Todo esto viene porque las medias tintas no me han seducido casi nunca. Desde luego, en el Apocalipsis nadie me vomitaría de su boca. O defiendes la vida siempre, y no solo la de la gente lozana, cuerda, que te cae bien y que ya ha terminado el desarrollo prenatal, o no, pero no se puede hacer una lista de los que merecen por un bien superior ser sacados del útero de su madre, ejecutados tras el corredor de la muerte o empujados suavemente hacia la inconsciencia del más allá. No sólo queremos arruinar nuestras vidas sino que también nos urge decidir sobre las del resto, qué bonito. Pero qué pocas entrañas tenían los que antes organizaban estallidos bélicos con un alto saldo de carne en descomposición, ¿eh? ¿Los que guiaban a los jóvenes a la desaparición prematura? Cada uno manipula las vidas ajenas según sus posibilidades.

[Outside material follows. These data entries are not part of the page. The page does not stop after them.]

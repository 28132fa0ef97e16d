//! YOLO training directories.
//!
//! [`export`] turns a localization CSV into an Ultralytics-style training
//! directory (`images/`, `labels/`, image list files and a dataset YAML).
//! [`import`] reads YOLO label files (typically model predictions) back into a
//! localization table.

pub mod export;
pub mod import;
pub mod split;

use std::collections::BTreeMap;
use std::fs;
use std::path::Path;

use serde::{Deserialize, Serialize};

use crate::error::TatorError;

pub(crate) const LABEL_EXTENSION: &str = "txt";

/// Where the ordered class list comes from.
#[derive(Clone, Debug, PartialEq, Eq, Default)]
pub enum ClassSource {
    /// Sorted distinct class labels found in the input.
    #[default]
    Auto,
    /// An explicit list; the index of a name is its YOLO class ID.
    List(Vec<String>),
}

impl ClassSource {
    /// Parses `auto` or a path to a class file (see [`read_class_file`]).
    pub fn parse(raw: &str) -> Result<Self, TatorError> {
        if raw == "auto" {
            return Ok(ClassSource::Auto);
        }
        let path = Path::new(raw);
        if !path.is_file() {
            return Err(TatorError::InvalidArgument(format!(
                "--classes must be 'auto' or an existing class file, got '{raw}'"
            )));
        }
        Ok(ClassSource::List(read_class_file(path)?))
    }
}

#[derive(Debug, Deserialize)]
struct ClassYaml {
    names: ClassYamlNames,
}

#[derive(Debug, Deserialize)]
#[serde(untagged)]
enum ClassYamlNames {
    Sequence(Vec<String>),
    Mapping(BTreeMap<usize, String>),
}

/// Reads an ordered class list.
///
/// `.yaml`/`.yml` files use the `names` key (a sequence, or an index mapping
/// whose gaps become `class_<n>`); any other file is one class per line.
pub fn read_class_file(path: &Path) -> Result<Vec<String>, TatorError> {
    let extension = path
        .extension()
        .and_then(|ext| ext.to_str())
        .map(str::to_ascii_lowercase);

    match extension.as_deref() {
        Some("yaml" | "yml") => read_yaml_names(path),
        Some("pt") => Err(TatorError::UnsupportedFormat(format!(
            "'{}' (model checkpoints cannot be read; export the class names to YAML or text)",
            path.display()
        ))),
        _ => {
            let data = fs::read_to_string(path).map_err(TatorError::Io)?;
            Ok(data
                .lines()
                .map(str::trim)
                .filter(|line| !line.is_empty())
                .map(str::to_string)
                .collect())
        }
    }
}

fn read_yaml_names(path: &Path) -> Result<Vec<String>, TatorError> {
    let data = fs::read_to_string(path).map_err(TatorError::Io)?;
    let parsed: ClassYaml =
        serde_yaml::from_str(&data).map_err(|source| TatorError::ClassFileParse {
            path: path.to_path_buf(),
            source,
        })?;

    let names = match parsed.names {
        ClassYamlNames::Sequence(names) => names,
        ClassYamlNames::Mapping(mapping) => {
            let Some(max_index) = mapping.keys().max().copied() else {
                return Ok(Vec::new());
            };
            let mut names = vec![String::new(); max_index + 1];
            for (index, name) in mapping {
                names[index] = name;
            }
            for (index, name) in names.iter_mut().enumerate() {
                if name.trim().is_empty() {
                    *name = format!("class_{index}");
                }
            }
            names
        }
    };

    Ok(names)
}

/// Contents of the dataset YAML consumed by YOLO trainers.
#[derive(Clone, Debug, PartialEq, Serialize)]
pub struct DatasetYaml {
    pub path: String,
    pub train: String,
    pub val: String,
    #[serde(skip_serializing_if = "Option::is_none")]
    pub test: Option<String>,
    pub names: BTreeMap<usize, String>,
}

impl DatasetYaml {
    pub fn new(
        root: impl Into<String>,
        train: impl Into<String>,
        val: impl Into<String>,
        classes: &[String],
    ) -> Self {
        Self {
            path: root.into(),
            train: train.into(),
            val: val.into(),
            test: None,
            names: classes.iter().cloned().enumerate().collect(),
        }
    }

    pub fn write(&self, path: &Path) -> Result<(), TatorError> {
        let yaml = serde_yaml::to_string(self).map_err(|source| TatorError::YamlWrite {
            path: path.to_path_buf(),
            source,
        })?;
        fs::write(path, yaml).map_err(TatorError::Io)
    }
}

Puede que yo no pueda favorecer las circunstancias que lleven a la guerra de Crimea, pero mañana sí puedo acudir a una clínica donde sin ninguna extrañeza matarán a un bebé que porto porque a mi novio-marido y a mí nos horroriza cambiar tanto nuestras vidas pequeñas. Ya no tiene que ser el hijo ni del amante secreto. Por supuesto que hay crías abusadas por sus familiares o padrastros, y niños gravemente enfermos, y de eso no se habla a la ligera, pero las estadísticas son las lógicas de países occidentales: mayoría abrumadora de mujeres con estudios superiores y edades muy razonables para afrontar la maternidad que, a pesar de haber prescindido del anticonceptivo o haberse arriesgado a usar uno dudoso, ven como un castigo insoportable incluir a una nueva persona que cuidar entre sus ya detestadas obligaciones. No me meto con mujeres que han derivado en seres inmensamente débiles, es el sistema la que las ha apabullado y empequeñecido así, y es vergonzoso que partidos que afirman defender el bien de la clase trabajadora aplaudan la carta blanca para abortar pensando en que la mayor destructora de bebés del mundo y todas sus imitadoras son el peor monstruo del más inhumano capitalismo utilitarista. Pero es que a ese capitalismo está plegado hasta el último político verde-comunista de este nuestro mundo de los ricos, no en vano ser ecologista va camino de ser sinónimo de forrado indolente.

Por eso yo defiendo la vida hasta de Mussolini: no tendría que haber sido ejecutado sino juzgado. Yo no quiero que la gente llame lucha, gloria o favor a la humanidad a segar vidas. Probablemente estoy tan fuera de todo como el protagonista de Hasta el último hombre, pero hace siglos que me la trae al fresco. No en vano era la única de mi clase que no calentaba la leche del desayuno. Tampoco me maquillaba la cara en la ESO, pero si empezamos no terminamos y no quiero insinuar que la diferencia respecto a la mayoría es siempre motivo de virtud o de ejemplaridad. Yo sólo soy una pobre muchacha que opina lo mejor que puede sobre asuntos tan grandes como lo somos cada ser humano. Ese es otro aspecto en el que no se puede ser tibio: la humildad siempre por delante, nadie sabe a ciencia cierta ni por qué andamos pululando por este planeta en concreto. Hay argumentos mucho más brillantes que otros, eso sí. Pero los sabe esgrimir bien una minoría minúscula. ¿Voy yo aquí a sentar cátedra sobre teología, antropología, biología, astronomía, física? Por Dios, no, solo venía a hablar de mi vaso de leche, o al menos eso creía.